きっかけは学校法人森友学園の話題であろう。この学校法人が用地を取得するに当たり、複数の政治家に便宜を受けたのではないかという疑いがかけられている。安倍首相の昭恵夫人のこの学校法人との距離の近さも指摘されており、現政権を脅かす政治スキャンダルとなる可能性もある。

この学校法人森友学園が運営する幼稚園で、園児に教育勅語を暗唱させていたことも話題となっている。戦前の教育において大きな影響力を持ち、そして戦後には否定された教育勅語であるが、それと向かい合い、その意味を問い直すことが私たちの社会にとって乗り越えるべき一つの課題となっている。

難解になる可能性を避けず、本論では教育勅語の意義について哲学的に掘り下げて考察した。

あらゆる思想・宗教・政治理論などは、言語で表現される思想や教義・理論体系を奉じている。しかし、教育勅語に現れる日本的な感性は、そのような言語化される以前の「生活の実感」を、それらの諸理論よりも上位に置く。思想と思想のぶつかりあいならば、その優劣を論理的に考察することが可能であろう。

しかし、言語で表現される思想になる以前の生活の実感を、あらゆる思想よりも優位にあると考える立場を論理的に否定することは難しい。教育勅語が表現しているのは一つの強力な哲学的な立場であり、西洋近代に対する一つのアンチテーゼになりうるものだったのだ。

そのため、これに対しては完全に同一化してしまうか、全く否定して距離を取るかの極端な態度が生じやすいのだが、そのどちらも避けて思考することが、現在の日本人に必要な姿勢である。

 

教育勅語が「排除」しているもの

藤田省三という丸山眞男の弟子の政治学者に『天皇制国家の支配原理』という著作がある。
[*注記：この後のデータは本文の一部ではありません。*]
//! Concurrent match request storage with per-match fine-grained locking.
//!
//! [`MatchRegistry`] mirrors the layout of [`super::DogRegistry`]: an outer
//! `RwLock<HashMap>` with each request behind its own
//! [`tokio::sync::RwLock`]. Holding a request's write lock serializes
//! conflicting transitions on that match, which is what keeps outcome
//! submission atomic.

use std::collections::HashMap;
use std::sync::Arc;

use tokio::sync::RwLock;

use super::match_request::MatchRequest;
use super::{DogId, MatchId, UserId};
use crate::error::MatchError;

/// Central store for all match requests.
///
/// Requests are never removed; terminal statuses are still part of a
/// user's history.
#[derive(Debug)]
pub struct MatchRegistry {
    matches: RwLock<HashMap<MatchId, Arc<RwLock<MatchRequest>>>>,
}

impl MatchRegistry {
    /// Creates an empty registry.
    #[must_use]
    pub fn new() -> Self {
        Self {
            matches: RwLock::new(HashMap::new()),
        }
    }

    /// Inserts a new match request into the registry.
    ///
    /// # Errors
    ///
    /// Returns [`MatchError::Validation`] if a request with the same ID
    /// already exists (should never happen with UUID v4).
    pub async fn insert(&self, request: MatchRequest) -> Result<MatchId, MatchError> {
        let match_id = request.id;
        let mut map = self.matches.write().await;
        if map.contains_key(&match_id) {
            return Err(MatchError::Validation(format!(
                "match {match_id} already exists"
            )));
        }
        map.insert(match_id, Arc::new(RwLock::new(request)));
        Ok(match_id)
    }

    /// Returns a shared reference to the request behind a per-match lock.
    ///
    /// # Errors
    ///
    /// Returns [`MatchError::MatchNotFound`] if no request with the given
    /// ID exists.
    pub async fn get(&self, match_id: MatchId) -> Result<Arc<RwLock<MatchRequest>>, MatchError> {
        let map = self.matches.read().await;
        map.get(&match_id)
            .cloned()
            .ok_or(MatchError::MatchNotFound(match_id))
    }

    /// Returns every request where `user_id` is one of the two parties.
    pub async fn list_for_user(&self, user_id: UserId) -> Vec<MatchRequest> {
        let map = self.matches.read().await;
        let mut requests = Vec::new();
        for entry_lock in map.values() {
            let entry = entry_lock.read().await;
            if entry.role_of(user_id).is_some() {
                requests.push(entry.clone());
            }
        }
        requests
    }

    /// Whether an unresolved request already connects these two dogs.
    ///
    /// Direction does not matter: a pending, accepted, or
    /// awaiting-confirmation request in either orientation counts.
    pub async fn has_open_match_between(&self, dog_a: DogId, dog_b: DogId) -> bool {
        let map = self.matches.read().await;
        for entry_lock in map.values() {
            let entry = entry_lock.read().await;
            if !entry.status.is_terminal()
                && entry.involves_dog(dog_a)
                && entry.involves_dog(dog_b)
            {
                return true;
            }
        }
        false
    }

    /// Returns a snapshot of every stored request.
    pub async fn all(&self) -> Vec<MatchRequest> {
        let map = self.matches.read().await;
        let mut requests = Vec::new();
        for entry_lock in map.values() {
            let entry = entry_lock.read().await;
            requests.push(entry.clone());
        }
        requests
    }

    /// Returns the number of stored requests.
    pub async fn len(&self) -> usize {
        self.matches.read().await.len()
    }

    /// Returns `true` if the registry contains no requests.
    pub async fn is_empty(&self) -> bool {
        self.matches.read().await.is_empty()
    }
}

impl Default for MatchRegistry {
    fn default() -> Self {
        Self::new()
    }
}

#[cfg(test)]
#[allow(clippy::panic)]
mod tests {
    use super::*;
    use crate::domain::match_request::{MatchStatus, NewMatchRequest, PartyRole};

    fn make_request(requester_dog: DogId, requested_dog: DogId) -> MatchRequest {
        MatchRequest::new(NewMatchRequest {
            requester_user_id: UserId::new(),
            requested_user_id: UserId::new(),
            requester_dog_id: requester_dog,
            requested_dog_id: requested_dog,
            contact_id: None,
            requester_notes: None,
        })
    }

    #[tokio::test]
    async fn insert_and_get() {
        let registry = MatchRegistry::new();
        let request = make_request(DogId::new(), DogId::new());
        let id = request.id;

        let result = registry.insert(request).await;
        assert!(result.is_ok());

        let fetched = registry.get(id).await;
        assert!(fetched.is_ok());
    }

    #[tokio::test]
    async fn get_nonexistent_returns_error() {
        let registry = MatchRegistry::new();
        let result = registry.get(MatchId::new()).await;
        assert!(matches!(result, Err(MatchError::MatchNotFound(_))));
    }

    #[tokio::test]
    async fn list_for_user_returns_both_directions() {
        let registry = MatchRegistry::new();
        let user = UserId::new();

        let mut sent = make_request(DogId::new(), DogId::new());
        sent.requester_user_id = user;
        let mut received = make_request(DogId::new(), DogId::new());
        received.requested_user_id = user;
        let unrelated = make_request(DogId::new(), DogId::new());

        let _ = registry.insert(sent).await;
        let _ = registry.insert(received).await;
        let _ = registry.insert(unrelated).await;

        let listed = registry.list_for_user(user).await;
        assert_eq!(listed.len(), 2);
    }

    #[tokio::test]
    async fn open_match_blocks_either_direction() {
        let registry = MatchRegistry::new();
        let dog_a = DogId::new();
        let dog_b = DogId::new();
        let _ = registry.insert(make_request(dog_a, dog_b)).await;

        assert!(registry.has_open_match_between(dog_a, dog_b).await);
        assert!(registry.has_open_match_between(dog_b, dog_a).await);
        assert!(!registry.has_open_match_between(dog_a, DogId::new()).await);
    }

    #[tokio::test]
    async fn resolved_match_no_longer_blocks() {
        let registry = MatchRegistry::new();
        let dog_a = DogId::new();
        let dog_b = DogId::new();
        let request = make_request(dog_a, dog_b);
        let id = request.id;
        let _ = registry.insert(request).await;

        let entry = registry.get(id).await;
        let Ok(entry) = entry else {
            panic!("match should exist");
        };
        {
            let mut request = entry.write().await;
            let declined = request.transition(MatchStatus::Declined, PartyRole::Requested);
            assert!(declined.is_ok());
        }

        assert!(!registry.has_open_match_between(dog_a, dog_b).await);
    }

    #[tokio::test]
    async fn len_and_is_empty() {
        let registry = MatchRegistry::new();
        assert!(registry.is_empty().await);
        assert_eq!(registry.len().await, 0);

        let _ = registry.insert(make_request(DogId::new(), DogId::new())).await;
        assert!(!registry.is_empty().await);
        assert_eq!(registry.len().await, 1);
    }
}
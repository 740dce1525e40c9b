//! Match service: candidate ranking and the request lifecycle.

use std::sync::Arc;

use chrono::Utc;

use crate::domain::{
    compatibility_score, score_breakdown, DogId, DogProfile, DogRegistry, DogSummary, EventBus,
    Gender, MatchCounts, MatchEvent, MatchGroups, MatchId, MatchOutcome, MatchRegistry,
    MatchRequest, MatchStatus, MatchView, NewMatchRequest, OutcomeId, OutcomeKind, PartyRole,
    ScoreBreakdown, UserId,
};
use crate::error::MatchError;

/// A candidate dog with its computed compatibility.
#[derive(Debug, Clone, PartialEq)]
pub struct ScoredCandidate {
    /// The candidate's full profile.
    pub dog: DogProfile,
    /// Final compatibility score against the reference dog.
    pub score: u8,
    /// Per-factor contributions behind the score.
    pub breakdown: ScoreBreakdown,
}

/// Parameters for recording a match outcome.
#[derive(Debug, Clone)]
pub struct OutcomeSubmission {
    /// The submitter's participating dog. Must be the female side.
    pub verified_by_dog_id: DogId,
    /// What happened.
    pub outcome: OutcomeKind,
    /// Litter size. Retained only for successful outcomes.
    pub litter_size: Option<u32>,
    /// Free-text notes from the verifier.
    pub notes: Option<String>,
}

/// Orchestration layer for candidate discovery and the match lifecycle.
///
/// Stateless coordinator: owns references to the two registries for state
/// and an [`EventBus`] for event emission. Every mutation method follows
/// the pattern: acquire lock → validate → apply the transition → update
/// counters → emit events → return the actor's view.
#[derive(Debug, Clone)]
pub struct MatchService {
    dogs: Arc<DogRegistry>,
    matches: Arc<MatchRegistry>,
    event_bus: EventBus,
}
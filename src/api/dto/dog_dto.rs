//! Dog profile DTOs for registration, listing, and candidate browsing.

use chrono::{DateTime, Utc};
use serde::{Deserialize, Serialize};
use utoipa::ToSchema;

use crate::domain::{DogId, DogProfile, ScoreBreakdown, Temperament, UserId};

/// Temperament traits as free-form strings.
#[derive(Debug, Clone, Default, Serialize, Deserialize, ToSchema)]
pub struct TemperamentDto {
    /// Activity level, e.g. `"high"`.
    #[serde(default)]
    pub activity_level: Option<String>,
    /// Sociability toward other dogs, e.g. `"friendly"`.
    #[serde(default)]
    pub sociability: Option<String>,
    /// Trainability, e.g. `"eager"`.
    #[serde(default)]
    pub trainability: Option<String>,
}

impl From<TemperamentDto> for Temperament {
    fn from(dto: TemperamentDto) -> Self {
        Self {
            activity_level: dto.activity_level,
            sociability: dto.sociability,
            trainability: dto.trainability,
        }
    }
}

impl From<Temperament> for TemperamentDto {
    fn from(temperament: Temperament) -> Self {
        Self {
            activity_level: temperament.activity_level,
            sociability: temperament.sociability,
            trainability: temperament.trainability,
        }
    }
}

/// Request body for `POST /dogs`.
///
/// Only `name` is required; every attribute may be omitted and filled in
/// later. `gender` and `size` are lowercase strings.
#[derive(Debug, Deserialize, ToSchema)]
pub struct RegisterDogRequest {
    /// Display name (non-blank).
    pub name: String,
    /// Breed name.
    #[serde(default)]
    pub breed: Option<String>,
    /// `"male"` or `"female"`.
    #[serde(default)]
    pub gender: Option<String>,
    /// Age in years (accepted breeding range is 2 to 7).
    #[serde(default)]
    pub age_years: Option<f64>,
    /// `"small"`, `"medium"`, `"large"`, or `"giant"`.
    #[serde(default)]
    pub size: Option<String>,
    /// Weight in kilograms (must be positive when present).
    #[serde(default)]
    pub weight_kg: Option<f64>,
    /// Coat type, e.g. `"double"`.
    #[serde(default)]
    pub coat_type: Option<String>,
    /// Primary coat color.
    #[serde(default)]
    pub color: Option<String>,
    /// Temperament traits.
    #[serde(default)]
    pub temperament: Option<TemperamentDto>,
}

/// Lifetime breeding counters in profile responses.
#[derive(Debug, Clone, Serialize, ToSchema)]
pub struct BreedingStatsDto {
    /// Match requests this dog has appeared in, either side.
    pub match_requests_count: u32,
    /// Requests that reached the accepted state.
    pub match_accept_count: u32,
    /// Requests that reached a completed state.
    pub match_completed_count: u32,
    /// Completed requests that succeeded.
    pub match_success_count: u32,
    /// Completed requests that failed.
    pub match_failure_count: u32,
    /// Successful matings where this dog was the verified female.
    pub female_successful_matings: u32,
    /// Share of completed matches that succeeded, in `[0.0, 1.0]`.
    pub success_rate: f64,
}

/// Full dog profile for `GET /dogs/{id}` and list responses.
#[derive(Debug, Clone, Serialize, ToSchema)]
pub struct DogProfileDto {
    /// Dog identifier.
    pub dog_id: DogId,
    /// Owning user.
    pub owner_id: UserId,
    /// Display name.
    pub name: String,
    /// Breed name.
    pub breed: Option<String>,
    /// Gender string.
    pub gender: Option<String>,
    /// Age in years.
    pub age_years: Option<f64>,
    /// Size class string.
    pub size: Option<String>,
    /// Weight in kilograms.
    pub weight_kg: Option<f64>,
    /// Coat type.
    pub coat_type: Option<String>,
    /// Primary coat color.
    pub color: Option<String>,
    /// Temperament traits.
    pub temperament: TemperamentDto,
    /// Whether the dog appears in other owners' candidate listings.
    pub visible: bool,
    /// Lifetime breeding counters.
    pub stats: BreedingStatsDto,
    /// Registration timestamp.
    pub created_at: DateTime<Utc>,
    /// Last profile update.
    pub updated_at: DateTime<Utc>,
}

impl From<&DogProfile> for DogProfileDto {
    fn from(profile: &DogProfile) -> Self {
        Self {
            dog_id: profile.id,
            owner_id: profile.owner_id,
            name: profile.name.clone(),
            breed: profile.attributes.breed.clone(),
            gender: profile.attributes.gender.map(|g| g.as_str().to_string()),
            age_years: profile.attributes.age_years,
            size: profile.attributes.size.map(|s| s.as_str().to_string()),
            weight_kg: profile.attributes.weight_kg,
            coat_type: profile.attributes.coat_type.clone(),
            color: profile.attributes.color.clone(),
            temperament: TemperamentDto::from(profile.attributes.temperament.clone()),
            visible: profile.visible,
            stats: BreedingStatsDto {
                match_requests_count: profile.stats.match_requests_count,
                match_accept_count: profile.stats.match_accept_count,
                match_completed_count: profile.stats.match_completed_count,
                match_success_count: profile.stats.match_success_count,
                match_failure_count: profile.stats.match_failure_count,
                female_successful_matings: profile.stats.female_successful_matings,
                success_rate: profile.stats.success_rate(),
            },
            created_at: profile.created_at,
            updated_at: profile.updated_at,
        }
    }
}

/// Response body for `GET /dogs`.
#[derive(Debug, Serialize, ToSchema)]
pub struct DogListResponse {
    /// The actor's dogs, registration order.
    pub data: Vec<DogProfileDto>,
    /// Number of dogs returned.
    pub total: usize,
}

/// Request body for `PATCH /dogs/{id}/visibility`.
#[derive(Debug, Deserialize, ToSchema)]
pub struct VisibilityRequest {
    /// Whether the dog should appear as a candidate for other owners.
    pub visible: bool,
}

/// Query parameters for `GET /dogs/{id}/candidates`.
#[derive(Debug, Clone, Deserialize)]
pub struct CandidateQuery {
    /// Skip dogs already engaged with the reference dog. Defaults to true.
    #[serde(default = "default_available_only")]
    pub available_only: bool,
}

fn default_available_only() -> bool {
    true
}

/// Per-factor score contributions in candidate responses.
#[derive(Debug, Clone, Serialize, ToSchema)]
pub struct ScoreBreakdownDto {
    /// Whether the opposite-gender requirement was met.
    pub gender_gate_passed: bool,
    /// Opposite-gender baseline.
    pub base: f64,
    /// Breed contribution (exact or group bonus).
    pub breed: f64,
    /// Age proximity contribution.
    pub age: f64,
    /// Size class contribution.
    pub size: f64,
    /// Weight proximity contribution.
    pub weight: f64,
    /// Coat type contribution.
    pub coat: f64,
    /// Color contribution.
    pub color: f64,
    /// Combined temperament contribution.
    pub temperament: f64,
    /// Final capped and rounded score.
    pub total: u8,
}

impl From<ScoreBreakdown> for ScoreBreakdownDto {
    fn from(breakdown: ScoreBreakdown) -> Self {
        Self {
            gender_gate_passed: breakdown.gender_gate_passed,
            base: breakdown.base,
            breed: breakdown.breed,
            age: breakdown.age,
            size: breakdown.size,
            weight: breakdown.weight,
            coat: breakdown.coat,
            color: breakdown.color,
            temperament: breakdown.temperament,
            total: breakdown.total,
        }
    }
}

/// One ranked candidate for `GET /dogs/{id}/candidates`.
#[derive(Debug, Clone, Serialize, ToSchema)]
pub struct CandidateDto {
    /// The candidate's full profile.
    pub dog: DogProfileDto,
    /// Final compatibility score against the reference dog.
    pub compatibility_score: u8,
    /// Per-factor contributions behind the score.
    pub breakdown: ScoreBreakdownDto,
}

/// Response body for `GET /dogs/{id}/candidates`.
#[derive(Debug, Serialize, ToSchema)]
pub struct CandidateListResponse {
    /// The viewer's reference dog.
    pub reference_dog_id: DogId,
    /// Candidates, best score first.
    pub data: Vec<CandidateDto>,
    /// Number of candidates returned.
    pub total: usize,
}
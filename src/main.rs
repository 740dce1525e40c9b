//! kennel-match server entry point.
//!
//! Starts the Axum HTTP server for the breeding matchmaking core.

use std::sync::Arc;
use std::time::Duration;

use axum::Router;
use sqlx::postgres::PgPoolOptions;
use tower_http::cors::CorsLayer;
use tower_http::trace::TraceLayer;
use tracing_subscriber::EnvFilter;

use kennel_match::api;
use kennel_match::app_state::AppState;
use kennel_match::config::MatchConfig;
use kennel_match::domain::{DogRegistry, EventBus, MatchRegistry};
use kennel_match::persistence::{PostgresPersistence, Recorder, RecorderSettings};
use kennel_match::service::{DogService, MatchService};

#[tokio::main]
async fn main() -> Result<(), Box<dyn std::error::Error>> {
    // Initialize tracing
    tracing_subscriber::fmt()
        .with_env_filter(
            EnvFilter::try_from_default_env().unwrap_or_else(|_| EnvFilter::new("info")),
        )
        .init();

    // Load configuration
    let config = MatchConfig::from_env()?;
    tracing::info!(addr = %config.listen_addr, "starting kennel-match");

    // Build domain layer
    let dogs = Arc::new(DogRegistry::new());
    let matches = Arc::new(MatchRegistry::new());
    let event_bus = EventBus::new(config.event_bus_capacity);

    // Restore durable state and start the recorder when persistence is on
    if config.persistence_enabled {
        let pool = PgPoolOptions::new()
            .max_connections(config.database_max_connections)
            .min_connections(config.database_min_connections)
            .acquire_timeout(Duration::from_secs(config.database_connect_timeout_secs))
            .connect(&config.database_url)
            .await?;
        sqlx::migrate!("./migrations").run(&pool).await?;

        let recorder = Arc::new(Recorder::new(
            PostgresPersistence::new(pool),
            Arc::clone(&dogs),
            Arc::clone(&matches),
            RecorderSettings {
                snapshot_interval_secs: config.snapshot_interval_secs,
                event_log_enabled: config.event_log_enabled,
                cleanup_after_days: config.cleanup_after_days,
            },
        ));
        let (dogs_restored, matches_restored) = recorder.restore().await?;
        tracing::info!(dogs_restored, matches_restored, "registries restored from snapshots");
        recorder.spawn(&event_bus);
    }

    // Build service layer
    let dog_service = Arc::new(DogService::new(Arc::clone(&dogs)));
    let match_service = Arc::new(MatchService::new(dogs, matches, event_bus.clone()));

    // Build application state
    let app_state = AppState {
        dog_service,
        match_service,
        event_bus,
    };

    // Build router
    let app = Router::new()
        .merge(api::build_router())
        .layer(TraceLayer::new_for_http())
        .layer(CorsLayer::permissive())
        .with_state(app_state);

    // Start server
    let listener = tokio::net::TcpListener::bind(config.listen_addr).await?;
    tracing::info!(addr = %config.listen_addr, "server listening");

    axum::serve(listener, app).await?;

    Ok(())
}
それを読むと、いま日本社会で起きていることについての理解が大変深まる内容となっているが、あまり広く知られていない。その中の教育勅語について書かれているところを、拙著『日本的ナルシシズムの罪』で紹介した。

教育勅語が制定された背景には、上からの近代化と、各地のムラ社会の論理(情と義理によって構成員の一人一人が全人格的に結びついていること)の対立があった。それは次第に激しくなり、時に調停が困難になるほどであった。

そこで求められた葛藤を解決するための指針として示されたのが教育勅語であった。